Beauchamp:ROIanalysis: Difference between revisions

If you would like to compare activity across subjects in threshold-defined areas, an ROI analysis may be right for you!

For example, we may be interested in comparing amplitude of activity in auditory cortex during different types of speech stimuli in people with different behavioral characteristics. While we could use a group whole-brain analysis to see if there are any voxels in a combined map within auditory cortex that show a differential response, it may be better to separately define each auditory ROI in each subject using strict and reproducible criteria, such as T stat > 3.

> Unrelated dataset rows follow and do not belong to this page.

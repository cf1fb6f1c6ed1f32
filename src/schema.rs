//! Static chart specifications and the panel -> column mapping they imply.

use tracing::warn;

use crate::data::{Datasets, TableId};
use crate::error::ColumnError;

#[derive(Debug, Clone, Copy, PartialEq, Eq, Hash)]
pub enum PanelId {
    BedsVsRevenue,
    NetVsOperatingExpenses,
    PopulationHistogram,
    CapitalVsNetRevenue,
    TopCounties,
    BedsPerThousandVsRevenue,
}

impl PanelId {
    /// All panels, in render order.
    pub fn all() -> &'static [PanelId] {
        &[
            PanelId::BedsVsRevenue,
            PanelId::NetVsOperatingExpenses,
            PanelId::PopulationHistogram,
            PanelId::CapitalVsNetRevenue,
            PanelId::TopCounties,
            PanelId::BedsPerThousandVsRevenue,
        ]
    }

    pub fn index(&self) -> usize {
        Self::all().iter().position(|p| p == self).unwrap_or(0)
    }

    pub fn next(&self) -> Self {
        let all = Self::all();
        all[(self.index() + 1) % all.len()]
    }

    pub fn prev(&self) -> Self {
        let all = Self::all();
        all[(self.index() + all.len() - 1) % all.len()]
    }

    pub fn spec(&self) -> &'static ChartSpec {
        &CHART_SPECS[self.index()]
    }
}

#[derive(Debug, Clone, Copy, PartialEq, Eq)]
pub enum ChartKind {
    Scatter,
    Histogram { bins: usize },
    HorizontalBar { top: usize },
}

/// Everything the renderer needs to know about one panel, minus the data.
#[derive(Debug, Clone, Copy, PartialEq)]
pub struct ChartSpec {
    pub title: &'static str,
    pub table: TableId,
    pub kind: ChartKind,
    pub x: &'static str,
    /// `None` for histograms, where y is the bin count.
    pub y: Option<&'static str>,
    pub hover: Option<&'static str>,
    pub x_label: &'static str,
    pub y_label: &'static str,
    /// Height hint in pixels; the layout turns these into row weights.
    pub height: u16,
    pub log_x_toggle: bool,
}

impl ChartSpec {
    pub fn required_columns(&self) -> Vec<&'static str> {
        let mut cols = vec![self.x];
        cols.extend(self.y);
        cols.extend(self.hover);
        cols
    }
}

static CHART_SPECS: [ChartSpec; 6] = [
    ChartSpec {
        title: "Beds vs Gross Inpatient Revenue",
        table: TableId::Hospital,
        kind: ChartKind::Scatter,
        x: "AVL_BEDS",
        y: Some("GRIP_TOT"),
        hover: Some("FAC_NAME"),
        x_label: "Available Beds",
        y_label: "Gross Inpatient Revenue",
        height: 600,
        log_x_toggle: false,
    },
    ChartSpec {
        title: "Net Revenue vs Operating Expenses",
        table: TableId::Hospital,
        kind: ChartKind::Scatter,
        x: "TOT_OP_EXP",
        y: Some("NET_TOT"),
        hover: Some("FAC_NAME"),
        x_label: "Total Operating Expenses",
        y_label: "Net Revenue",
        height: 280,
        log_x_toggle: false,
    },
    ChartSpec {
        title: "County Population Distribution",
        table: TableId::Population,
        kind: ChartKind::Histogram { bins: 30 },
        x: "POPULATION",
        y: None,
        hover: None,
        x_label: "POPULATION",
        y_label: "count",
        height: 280,
        log_x_toggle: false,
    },
    ChartSpec {
        title: "Capital Expenditure vs Net Revenue",
        table: TableId::Hospital,
        kind: ChartKind::Scatter,
        x: "CAP_EXP",
        y: Some("NET_TOT"),
        hover: None,
        x_label: "Capital Expenditure (USD)",
        y_label: "Net Revenue (USD)",
        height: 500,
        log_x_toggle: true,
    },
    ChartSpec {
        title: "Top 10 Counties by Revenue",
        table: TableId::CountyLevel,
        kind: ChartKind::HorizontalBar { top: 10 },
        x: "REVENUE",
        y: Some("COUNTY_NAME"),
        hover: None,
        x_label: "REVENUE",
        y_label: "COUNTY_NAME",
        height: 450,
        log_x_toggle: false,
    },
    ChartSpec {
        title: "Beds per 1,000 vs Revenue",
        table: TableId::CountyLevel,
        kind: ChartKind::Scatter,
        x: "AVL_BEDS_PER_THOUSAND",
        y: Some("REVENUE"),
        hover: Some("COUNTY_NAME"),
        x_label: "AVL_BEDS_PER_THOUSAND",
        y_label: "REVENUE",
        height: 450,
        log_x_toggle: false,
    },
];

/// Per-panel outcome of checking bound columns against the loaded tables.
#[derive(Debug, Clone, PartialEq)]
pub struct SchemaReport {
    results: Vec<(PanelId, Result<(), ColumnError>)>,
}

impl SchemaReport {
    pub fn get(&self, panel: PanelId) -> Result<(), ColumnError> {
        self.results
            .iter()
            .find(|(id, _)| *id == panel)
            .map(|(_, r)| r.clone())
            .unwrap_or(Ok(()))
    }

    pub fn is_ok(&self) -> bool {
        self.results.iter().all(|(_, r)| r.is_ok())
    }
}

/// Check every panel's required columns once, before anything is drawn.
pub fn validate(data: &Datasets) -> SchemaReport {
    let results = PanelId::all()
        .iter()
        .map(|&panel| {
            let spec = panel.spec();
            let table = data.table(spec.table);
            let result = spec
                .required_columns()
                .into_iter()
                .find(|col| !table.has_column(col))
                .map_or(Ok(()), |column| {
                    Err(ColumnError::Missing {
                        table: spec.table.name(),
                        column,
                    })
                });
            if let Err(e) = &result {
                warn!(panel = spec.title, error = %e, "panel schema check failed");
            }
            (panel, result)
        })
        .collect();

    SchemaReport { results }
}
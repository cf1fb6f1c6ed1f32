pub mod charts;
pub mod dashboard;
pub mod filter;
pub mod format;
pub mod status;

pub use dashboard::render_dashboard;
pub use status::{render_help_bar, render_title_bar};
use std::path::PathBuf;

use thiserror::Error;

/// Failure to bring a dataset into memory. Fatal: the dashboard never starts.
#[derive(Debug, Error)]
pub enum LoadError {
    #[error("{table}: file not found: {}", path.display())]
    NotFound { table: &'static str, path: PathBuf },

    #[error("{table}: failed to read {}: {source}", path.display())]
    Io {
        table: &'static str,
        path: PathBuf,
        #[source]
        source: std::io::Error,
    },

    #[error("{table}: {} is not valid delimited data: {source}", path.display())]
    Parse {
        table: &'static str,
        path: PathBuf,
        #[source]
        source: csv::Error,
    },

    #[error("{table}: {} has no header row", path.display())]
    MissingHeader { table: &'static str, path: PathBuf },
}

/// A panel cannot be built from its bound table.
#[derive(Debug, Clone, PartialEq, Eq, Error)]
pub enum ColumnError {
    #[error("column `{column}` not found in table `{table}`")]
    Missing {
        table: &'static str,
        column: &'static str,
    },

    #[error("table `{table}` row {row}, column `{column}`: {message}")]
    InvalidValue {
        table: &'static str,
        row: usize,
        column: &'static str,
        message: String,
    },
}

To facilitate this process, the surfaces in SUMA come already parcellated into useful regions. With the parcellation, each anatomical region is assigned a value (same in left and right hemisphere). So, for each subject, we can find active areas within these anatomical locations to use as ROIs. Depending on when the surface was made, the parcellation is done either with a 2005s or 2009s atlas.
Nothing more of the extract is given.